*** Opening Data for review ***

impl Client {
    pub fn builder() -> ClientBuilder {
        ClientBuilder::new()
    }

    /// Starts building a request with the given method.
    pub fn request(&self, method: Method, url: &str) -> RequestBuilder {
        RequestBuilder::new(self.clone(), method, url)
    }

    /// Convenience for [`Client::request`] with `GET`.
    pub fn get(&self, url: &str) -> RequestBuilder {
        self.request(Method::GET, url)
    }

    pub fn post(&self, url: &str) -> RequestBuilder {
        self.request(Method::POST, url)
    }

    pub fn put(&self, url: &str) -> RequestBuilder {
        self.request(Method::PUT, url)
    }

    pub fn head(&self, url: &str) -> RequestBuilder {
        self.request(Method::HEAD, url)
    }

    pub fn delete(&self, url: &str) -> RequestBuilder {
        self.request(Method::DELETE, url)
    }

    /// Performs a request: pooled connection, validated exchange,
    /// transparent retries and redirects per the retry policy.
    pub async fn execute(&self, request: Request) -> Result<Response> {
        let (mut method, mut url, mut headers, mut body, retry, timeout) = request.into_parts();
        body.validate()?;

        let deadline = timeout
            .or(self.inner.config.total_timeout)
            .map(|dur| Instant::now() + dur);
        let mut retry = retry.unwrap_or_else(|| self.inner.config.retry.clone());

        loop {
            let origin = Origin::from_url(&url)?;
            let pool = self.pool_for(&origin);

            match self
                .attempt(&pool, &origin, &method, &url, &headers, &mut body, deadline)
                .await
            {
                Ok((head, conn)) => match retry.on_response(&method, &url, &head) {
                    Decision::ReturnResponse => {
                        return Ok(Response::new(
                            head,
                            url,
                            method,
                            conn,
                            self.inner.config.read_timeout,
                        )
                        .await);
                    }
                    Decision::Raise(err) => return Err(err),
                    Decision::Retry(next) => {
                        self.recycle(conn).await;
                        if next.drop_body {
                            body = Body::empty();
                            headers.remove(CONTENT_LENGTH);
                            headers.remove(TRANSFER_ENCODING);
                        } else {
                            body.rewind()?;
                        }
                        if next.strip_sensitive {
                            redirect::remove_sensitive_headers(
                                &mut headers,
                                next.policy.sensitive_headers(),
                            );
                        }
                        if let Some(target) = next.target {
                            // the Host header tracks the target, and a new
                            // origin means a new pool on the next pass
                            headers.remove(HOST);
                            url = target;
                        }
                        method = next.method;
                        retry = next.policy;
                        sleep_until_deadline(next.delay, deadline).await;
                    }
                },
                Err((Some(class), err)) => {
                    if deadline_expired(deadline) {
                        // past the total deadline there is nothing left to
                        // retry with; the phase error stands
                        return Err(err);
                    }
                    match retry.on_error(&method, &url, class, err) {
                        Decision::Retry(next) => {
                            body.rewind()?;
                            retry = next.policy;
                            sleep_until_deadline(next.delay, deadline).await;
                        }
                        Decision::Raise(err) => return Err(err),
                        Decision::ReturnResponse => {
                            unreachable!("error outcomes never return a response")
                        }
                    }
                }
                // unrecognized kinds surface untouched
                Err((None, err)) => return Err(err),
            }
        }
    }

    /// One connect-and-send attempt against one pooled connection.
    async fn attempt(
        &self,
        pool: &Pool<Connection<Stream>>,
        origin: &Origin,
        method: &Method,
        url: &Url,
        headers: &HeaderMap,
        body: &mut Body,
        deadline: Option<Instant>,
    ) -> std::result::Result<(ResponseHead, Pooled<Connection<Stream>>), (Option<ErrorClass>, Error)>
    {
        let config = &self.inner.config;

        let checkout_timeout = min_timeout(config.pool_checkout_timeout, deadline);
        let (host, port, tunnel) = match config.proxy {
            Some(ref proxy) => (
                proxy.host.clone(),
                proxy.port,
                Some(Tunnel {
                    host: origin.host().to_string(),
                    port: origin.port(),
                    headers: proxy.headers.clone(),
                }),
            ),
            None => (origin.host().to_string(), origin.port(), None),
        };
        let mut conn = pool
            .checkout(checkout_timeout, move || Connection::new(host, port, tunnel))
            .await
            .map_err(|err| (None, err))?;

        if !conn.is_connected() {
            if deadline_expired(deadline) {
                return Err((Some(ErrorClass::Connect), Error::new_connect_timeout()));
            }
            let tls = if origin.is_https() {
                Some(&self.inner.tls)
            } else {
                None
            };
            let connect_timeout = min_timeout(config.connect_timeout, deadline);
            conn.connect(tls, connect_timeout, &config.tcp)
                .await
                .map_err(|err| (classify(&err), err))?;
        }

        if deadline_expired(deadline) {
            return Err((Some(ErrorClass::Read), Error::new_read_timeout()));
        }
        let head = match build_request_head(method, url, headers, origin) {
            Ok(head) => head,
            Err(err) => return Err((None, err)),
        };
        let read_timeout = min_timeout(config.read_timeout, deadline);
        match conn.send_request(head, body, read_timeout).await {
            Ok(head) => Ok((head, conn)),
            // the dropped checkout closes the connection
            Err(err) => Err((classify(&err), err)),
        }
    }

    /// Consumes the rest of a retried response so its connection can go
    /// back to the pool; a failed or oversized drain closes it instead.
    async fn recycle(&self, mut conn: Pooled<Connection<Stream>>) {
        let read_timeout = self.inner.config.read_timeout;
        if conn.drain_body(read_timeout, DRAIN_LIMIT).await.is_err() {
            conn.discard();
        }
    }

    fn pool_for(&self, origin: &Origin) -> Pool<Connection<Stream>> {
        let config = &self.inner.config;
        self.inner.pools.lock().unwrap().pool_for(
            origin,
            config.pool_max_connections,
            config.pool_block,
        )
    }
}
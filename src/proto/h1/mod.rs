pub(crate) mod decode;
pub(crate) mod encode;
pub(crate) mod engine;
pub(crate) mod role;

pub(crate) use self::decode::Decoder;
pub(crate) use self::encode::Encoder;
pub(crate) use self::engine::{Engine, Event};
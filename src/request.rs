//! Requests and the builder for them.

use std::fmt;
use std::time::Duration;

use http::header::{HeaderName, HeaderValue};
use http::{HeaderMap, Method};
use url::Url;

use crate::body::Body;
use crate::client::Client;
use crate::error::{Error, Result};
use crate::response::Response;
use crate::retry::Retry;

/// A request ready to be executed.
///
/// Requests are plain data until handed to [`Client::execute`]; from then
/// on they are immutable.
#[derive(Debug)]
pub struct Request {
    method: Method,
    url: Url,
    headers: HeaderMap,
    body: Body,
    retry: Option<Retry>,
    timeout: Option<Duration>,
}

impl Request {
    pub fn new(method: Method, url: Url) -> Request {
        Request {
            method,
            url,
            headers: HeaderMap::new(),
            body: Body::empty(),
            retry: None,
            timeout: None,
        }
    }

    pub fn method(&self) -> &Method {
        &self.method
    }

    pub fn url(&self) -> &Url {
        &self.url
    }

    pub fn headers(&self) -> &HeaderMap {
        &self.headers
    }

    pub fn headers_mut(&mut self) -> &mut HeaderMap {
        &mut self.headers
    }

    pub fn body_mut(&mut self) -> &mut Body {
        &mut self.body
    }

    /// Overrides the client's retry policy for this request.
    pub fn set_retry(&mut self, retry: Retry) {
        self.retry = Some(retry);
    }

    /// Overrides the client's total timeout for this request.
    pub fn set_timeout(&mut self, timeout: Duration) {
        self.timeout = Some(timeout);
    }

    pub fn set_body(&mut self, body: impl Into<Body>) {
        self.body = body.into();
    }

    #[allow(clippy::type_complexity)]
    pub(crate) fn into_parts(
        self,
    ) -> (
        Method,
        Url,
        HeaderMap,
        Body,
        Option<Retry>,
        Option<Duration>,
    ) {
        (
            self.method,
            self.url,
            self.headers,
            self.body,
            self.retry,
            self.timeout,
        )
    }
}

/// Builds a [`Request`] against a [`Client`].
///
/// URL and header mistakes are deferred and surface from
/// [`RequestBuilder::send`], so call chains stay clean.
#[must_use = "a RequestBuilder does nothing until sent"]
pub struct RequestBuilder {
    client: Client,
    request: Result<Request>,
}

impl RequestBuilder {
    pub(crate) fn new(client: Client, method: Method, url: &str) -> RequestBuilder {
        let request = Url::parse(url)
            .map_err(|_| Error::new_invalid_url("failed to parse request URL"))
            .map(|url| Request::new(method, url));
        RequestBuilder { client, request }
    }

    /// Adds a header, replacing any existing value of the same name.
    pub fn header<K, V>(mut self, name: K, value: V) -> RequestBuilder
    where
        HeaderName: TryFrom<K>,
        HeaderValue: TryFrom<V>,
    {
        if let Ok(ref mut request) = self.request {
            match (HeaderName::try_from(name), HeaderValue::try_from(value)) {
                (Ok(name), Ok(value)) => {
                    request.headers_mut().insert(name, value);
                }
                _ => {
                    self.request = Err(Error::new_invalid_url("invalid header name or value"));
                }
            }
        }
        self
    }

    /// Merges a whole header map into the request.
    pub fn headers(mut self, headers: HeaderMap) -> RequestBuilder {
        if let Ok(ref mut request) = self.request {
            for (name, value) in headers.iter() {
                request.headers_mut().append(name.clone(), value.clone());
            }
        }
        self
    }

    pub fn body(mut self, body: impl Into<Body>) -> RequestBuilder {
        if let Ok(ref mut request) = self.request {
            request.set_body(body);
        }
        self
    }

    /// A retry policy for this request only.
    pub fn retry(mut self, retry: Retry) -> RequestBuilder {
        if let Ok(ref mut request) = self.request {
            request.set_retry(retry);
        }
        self
    }

    /// A total timeout for this request only.
    pub fn timeout(mut self, timeout: Duration) -> RequestBuilder {
        if let Ok(ref mut request) = self.request {
            request.set_timeout(timeout);
        }
        self
    }

    /// Builds the request without sending it.
    pub fn build(self) -> Result<Request> {
        self.request
    }

    /// Executes the request.
    pub async fn send(self) -> Result<Response> {
        let request = self.request?;
        self.client.execute(request).await
    }
}

impl fmt::Debug for RequestBuilder {
    fn fmt(&self, f: &mut fmt::Formatter<'_>) -> fmt::Result {
        let mut builder = f.debug_struct("RequestBuilder");
        match self.request {
            Ok(ref request) => builder
                .field("method", request.method())
                .field("url", &request.url().as_str())
                .finish(),
            Err(ref err) => builder.field("error", err).finish(),
        }
    }
}

#[cfg(test)]
mod tests {
    use super::*;

    fn client() -> Client {
        Client::builder().build().expect("default client builds")
    }

    #[test]
    fn builder_collects_parts() {
        let request = client()
            .request(Method::POST, "http://example.com/upload?tag=1")
            .header("x-one", "1")
            .body(&b"payload"[..])
            .timeout(Duration::from_secs(5))
            .build()
            .unwrap();

        assert_eq!(request.method(), &Method::POST);
        assert_eq!(request.url().as_str(), "http://example.com/upload?tag=1");
        assert_eq!(request.headers()["x-one"], "1");
    }

    #[test]
    fn bad_url_is_deferred_to_build() {
        let err = client().get("not a url").build().unwrap_err();
        assert!(matches!(err.url(), None));
    }

    #[test]
    fn bad_header_is_deferred_to_build() {
        let err = client()
            .get("http://example.com/")
            .header("bad name", "x")
            .build()
            .unwrap_err();
        let _ = err;
    }
}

*** Closing Data for review ***

● **Activity**
Provide only the count of lines in the data above that include the string "target".

● **Answer to the problem**
3